Collected data:
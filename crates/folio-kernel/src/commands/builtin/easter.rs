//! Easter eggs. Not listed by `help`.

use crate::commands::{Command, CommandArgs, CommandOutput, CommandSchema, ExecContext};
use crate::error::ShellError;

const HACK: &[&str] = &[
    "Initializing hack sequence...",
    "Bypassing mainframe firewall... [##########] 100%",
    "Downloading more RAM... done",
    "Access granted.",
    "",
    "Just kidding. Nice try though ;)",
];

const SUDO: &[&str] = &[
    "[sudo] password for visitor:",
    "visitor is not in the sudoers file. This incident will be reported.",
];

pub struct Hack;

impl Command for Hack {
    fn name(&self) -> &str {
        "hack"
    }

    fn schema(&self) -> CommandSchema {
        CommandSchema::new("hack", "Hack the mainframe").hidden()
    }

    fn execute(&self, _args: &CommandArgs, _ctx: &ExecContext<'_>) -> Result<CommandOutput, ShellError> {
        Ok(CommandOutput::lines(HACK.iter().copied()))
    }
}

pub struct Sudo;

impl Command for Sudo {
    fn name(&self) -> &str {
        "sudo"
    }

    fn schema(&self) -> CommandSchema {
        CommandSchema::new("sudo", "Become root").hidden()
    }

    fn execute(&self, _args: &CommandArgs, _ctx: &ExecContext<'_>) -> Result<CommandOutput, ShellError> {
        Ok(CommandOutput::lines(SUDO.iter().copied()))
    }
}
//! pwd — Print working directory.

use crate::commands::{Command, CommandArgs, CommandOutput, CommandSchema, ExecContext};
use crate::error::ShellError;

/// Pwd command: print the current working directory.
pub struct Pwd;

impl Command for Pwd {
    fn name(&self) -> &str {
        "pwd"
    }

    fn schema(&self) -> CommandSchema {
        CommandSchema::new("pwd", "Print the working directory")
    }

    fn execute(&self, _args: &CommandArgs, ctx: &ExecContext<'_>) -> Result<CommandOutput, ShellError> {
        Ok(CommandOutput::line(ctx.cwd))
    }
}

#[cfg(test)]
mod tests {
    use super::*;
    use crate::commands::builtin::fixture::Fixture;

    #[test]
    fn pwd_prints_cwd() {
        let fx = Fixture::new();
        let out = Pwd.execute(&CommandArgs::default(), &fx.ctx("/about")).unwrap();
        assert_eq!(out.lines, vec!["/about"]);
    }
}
...
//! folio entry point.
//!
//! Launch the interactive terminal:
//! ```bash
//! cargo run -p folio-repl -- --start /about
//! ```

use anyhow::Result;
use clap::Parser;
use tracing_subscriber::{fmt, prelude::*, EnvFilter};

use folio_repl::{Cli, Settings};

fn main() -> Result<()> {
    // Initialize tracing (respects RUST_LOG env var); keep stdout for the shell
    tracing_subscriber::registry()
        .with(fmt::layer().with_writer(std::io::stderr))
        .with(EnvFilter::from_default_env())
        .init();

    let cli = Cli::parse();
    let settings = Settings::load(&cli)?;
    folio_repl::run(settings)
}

▶ HOW TO COMPLETE THIS TASK
Keeping every character as it is, restate the lines above that run from the line with "filename crates/folio-kernel/src/commands/builtin/easter.rs" through the line with "Print working directory.", both included, and nothing else.

▶ ANSWER TO THE PROBLEM
filename crates/folio-kernel/src/commands/builtin/easter.rs
//! Easter eggs. Not listed by `help`.

use crate::commands::{Command, CommandArgs, CommandOutput, CommandSchema, ExecContext};
use crate::error::ShellError;

const HACK: &[&str] = &[
    "Initializing hack sequence...",
    "Bypassing mainframe firewall... [##########] 100%",
    "Downloading more RAM... done",
    "Access granted.",
    "",
    "Just kidding. Nice try though ;)",
];

const SUDO: &[&str] = &[
    "[sudo] password for visitor:",
    "visitor is not in the sudoers file. This incident will be reported.",
];

pub struct Hack;

impl Command for Hack {
    fn name(&self) -> &str {
        "hack"
    }

    fn schema(&self) -> CommandSchema {
        CommandSchema::new("hack", "Hack the mainframe").hidden()
    }

    fn execute(&self, _args: &CommandArgs, _ctx: &ExecContext<'_>) -> Result<CommandOutput, ShellError> {
        Ok(CommandOutput::lines(HACK.iter().copied()))
    }
}

pub struct Sudo;

impl Command for Sudo {
    fn name(&self) -> &str {
        "sudo"
    }

    fn schema(&self) -> CommandSchema {
        CommandSchema::new("sudo", "Become root").hidden()
    }

    fn execute(&self, _args: &CommandArgs, _ctx: &ExecContext<'_>) -> Result<CommandOutput, ShellError> {
        Ok(CommandOutput::lines(SUDO.iter().copied()))
    }
}
//! pwd — Print working directory.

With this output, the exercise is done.